WORK TASK | Show, from the entries below, every line in which "false" appears.

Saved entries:

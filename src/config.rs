use crate::channels::{ChannelRange, ChannelRangeSet};
use crate::error::{ErrorCode, PadError, Result};
use serde::{Deserialize, Serialize};

/// What the application asks a device for.
///
/// Treated as an immutable value: every builder call returns a modified copy,
/// so a base configuration can be shared and specialised per stream.
#[derive(Debug, Clone, PartialEq, Serialize, Deserialize)]
#[serde(default)]
pub struct AudioStreamConfiguration {
    sample_rate: f64,
    input_ranges: ChannelRangeSet,
    output_ranges: ChannelRangeSet,
    buffer_size_frames: usize,
    start_suspended: bool,
    valid: bool,
    #[serde(skip)]
    channel_overflow: bool,
}

#[derive(Clone, Copy)]
enum Side {
    Input,
    Output,
}

fn stereo_pair(index: usize) -> Result<ChannelRange> {
    let begin = index.checked_mul(2).ok_or_else(|| {
        PadError::soft(
            ErrorCode::ChannelRangeInvalid,
            format!("stereo pair {index} is out of range"),
        )
    })?;
    ChannelRange::starting_at(begin, 2)
}

impl Default for AudioStreamConfiguration {
    fn default() -> Self {
        Self::new(44_100.0)
    }
}

impl AudioStreamConfiguration {
    pub fn new(sample_rate: f64) -> Self {
        Self {
            sample_rate,
            input_ranges: ChannelRangeSet::new(),
            output_ranges: ChannelRangeSet::new(),
            buffer_size_frames: 0,
            start_suspended: false,
            valid: true,
            channel_overflow: false,
        }
    }

    pub fn sample_rate(&self, sample_rate: f64) -> Self {
        let mut c = self.clone();
        c.sample_rate = sample_rate;
        c
    }

    /// A channel index that overflows poisons the configuration;
    /// `validate` then reports `ChannelRangeInvalid`.
    pub fn input(&self, channel: usize) -> Self {
        self.with_range(Side::Input, ChannelRange::single(channel))
    }

    pub fn output(&self, channel: usize) -> Self {
        self.with_range(Side::Output, ChannelRange::single(channel))
    }

    /// Channels `2 * index` and `2 * index + 1`.
    pub fn stereo_input(&self, index: usize) -> Self {
        self.with_range(Side::Input, stereo_pair(index))
    }

    pub fn stereo_output(&self, index: usize) -> Self {
        self.with_range(Side::Output, stereo_pair(index))
    }

    fn with_range(&self, side: Side, range: Result<ChannelRange>) -> Self {
        let mut c = self.clone();
        match (range, side) {
            (Ok(range), Side::Input) => c.input_ranges.add(range),
            (Ok(range), Side::Output) => c.output_ranges.add(range),
            (Err(_), _) => c.channel_overflow = true,
        }
        c
    }

    pub fn inputs(&self, begin: usize, end: usize) -> Result<Self> {
        let mut c = self.clone();
        c.input_ranges.add_range(begin, end)?;
        Ok(c)
    }

    pub fn outputs(&self, begin: usize, end: usize) -> Result<Self> {
        let mut c = self.clone();
        c.output_ranges.add_range(begin, end)?;
        Ok(c)
    }

    pub fn with_input_ranges(&self, ranges: ChannelRangeSet) -> Self {
        let mut c = self.clone();
        c.input_ranges = ranges;
        c.input_ranges.normalize();
        c
    }

    pub fn with_output_ranges(&self, ranges: ChannelRangeSet) -> Self {
        let mut c = self.clone();
        c.output_ranges = ranges;
        c.output_ranges.normalize();
        c
    }

    /// `0` lets the block size follow the hardware period.
    pub fn buffer_size(&self, frames: usize) -> Self {
        let mut c = self.clone();
        c.buffer_size_frames = frames;
        c
    }

    pub fn start_suspended(&self, suspended: bool) -> Self {
        let mut c = self.clone();
        c.start_suspended = suspended;
        c
    }

    pub fn invalidate(&self) -> Self {
        let mut c = self.clone();
        c.valid = false;
        c
    }

    pub fn get_sample_rate(&self) -> f64 {
        self.sample_rate
    }

    pub fn input_ranges(&self) -> &ChannelRangeSet {
        &self.input_ranges
    }

    pub fn output_ranges(&self) -> &ChannelRangeSet {
        &self.output_ranges
    }

    pub fn buffer_size_frames(&self) -> usize {
        self.buffer_size_frames
    }

    pub fn is_start_suspended(&self) -> bool {
        self.start_suspended
    }

    pub fn is_valid(&self) -> bool {
        self.valid
    }

    pub fn num_stream_inputs(&self) -> usize {
        self.input_ranges.count_active_channels()
    }

    pub fn num_stream_outputs(&self) -> usize {
        self.output_ranges.count_active_channels()
    }

    pub fn num_device_inputs(&self) -> usize {
        self.input_ranges.device_channel_count()
    }

    pub fn num_device_outputs(&self) -> usize {
        self.output_ranges.device_channel_count()
    }

    pub fn is_input_active(&self, channel: usize) -> bool {
        self.input_ranges.is_active(channel)
    }

    pub fn is_output_active(&self, channel: usize) -> bool {
        self.output_ranges.is_active(channel)
    }

    /// Clip both range sets to what the hardware actually exposes.
    pub fn set_device_channel_limits(&mut self, inputs: usize, outputs: usize) {
        self.input_ranges.clip(inputs);
        self.output_ranges.clip(outputs);
    }

    pub fn validate(&self) -> Result<()> {
        if !self.valid {
            return Err(PadError::soft(
                ErrorCode::InvalidState,
                "configuration was invalidated",
            ));
        }
        if self.channel_overflow {
            return Err(PadError::soft(
                ErrorCode::ChannelRangeInvalid,
                "a requested channel index overflows",
            ));
        }
        if !self.sample_rate.is_finite() || self.sample_rate <= 0.0 {
            return Err(PadError::soft(
                ErrorCode::UnsupportedSampleRate,
                format!("sample rate {} is not usable", self.sample_rate),
            ));
        }
        Ok(())
    }
}

#[cfg(test)]
mod tests {
    use super::*;

    #[test]
    fn builders_leave_original_untouched() {
        let base = AudioStreamConfiguration::new(48_000.0);
        let stereo = base.stereo_input(0).stereo_output(1);
        assert_eq!(base.num_stream_inputs(), 0);
        assert_eq!(stereo.num_stream_inputs(), 2);
        assert_eq!(stereo.num_stream_outputs(), 2);
        assert_eq!(stereo.num_device_outputs(), 4);
        assert!(stereo.is_output_active(3));
        assert!(!stereo.is_output_active(1));
    }

    #[test]
    fn stream_and_device_counts_differ_with_gaps() {
        let c = AudioStreamConfiguration::new(44_100.0)
            .inputs(0, 2)
            .unwrap()
            .inputs(5, 7)
            .unwrap();
        assert_eq!(c.num_stream_inputs(), 4);
        assert_eq!(c.num_device_inputs(), 7);
    }

    #[test]
    fn invalid_range_is_soft_error() {
        let err = AudioStreamConfiguration::new(44_100.0)
            .outputs(4, 4)
            .unwrap_err();
        assert_eq!(err.code, ErrorCode::ChannelRangeInvalid);
        assert!(!err.is_hard());
    }

    #[test]
    fn device_limits_clip_ranges() {
        let mut c = AudioStreamConfiguration::new(48_000.0)
            .stereo_input(0)
            .stereo_input(2)
            .stereo_output(0);
        c.set_device_channel_limits(2, 1);
        assert_eq!(c.num_stream_inputs(), 2);
        assert_eq!(c.num_stream_outputs(), 1);
        assert_eq!(c.num_device_inputs(), 2);
    }

    #[test]
    fn overflowing_channel_indices_fail_validation() {
        let base = AudioStreamConfiguration::new(48_000.0);
        for c in [
            base.input(usize::MAX),
            base.output(usize::MAX),
            base.stereo_input(usize::MAX / 2),
            base.stereo_output(usize::MAX),
        ] {
            let err = c.validate().unwrap_err();
            assert_eq!(err.code, ErrorCode::ChannelRangeInvalid);
            assert!(!err.is_hard());
        }
        let top = base.stereo_input(usize::MAX / 2 - 1);
        assert!(top.validate().is_ok());
        assert_eq!(top.input_ranges().ranges()[0].len(), 2);
    }

    #[test]
    fn validate_rejects_bad_rate_and_invalidated() {
        assert!(AudioStreamConfiguration::new(0.0).validate().is_err());
        let err = AudioStreamConfiguration::new(48_000.0)
            .invalidate()
            .validate()
            .unwrap_err();
        assert_eq!(err.code, ErrorCode::InvalidState);
        assert!(AudioStreamConfiguration::new(48_000.0).validate().is_ok());
    }

    #[test]
    fn deserializes_from_toml() {
        let c: AudioStreamConfiguration = toml::from_str(
            r#"
            sample_rate = 96000.0
            input_ranges = [[2, 4], [0, 2]]
            output_ranges = [[0, 1]]
            buffer_size_frames = 128
            "#,
        )
        .unwrap();
        assert_eq!(c.get_sample_rate(), 96_000.0);
        assert_eq!(c.input_ranges().ranges().len(), 1);
        assert_eq!(c.num_stream_inputs(), 4);
        assert_eq!(c.buffer_size_frames(), 128);
        assert!(c.is_valid());
    }
}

TASK SOLUTION |
            start_suspended: false,
            channel_overflow: false,
        c.valid = false;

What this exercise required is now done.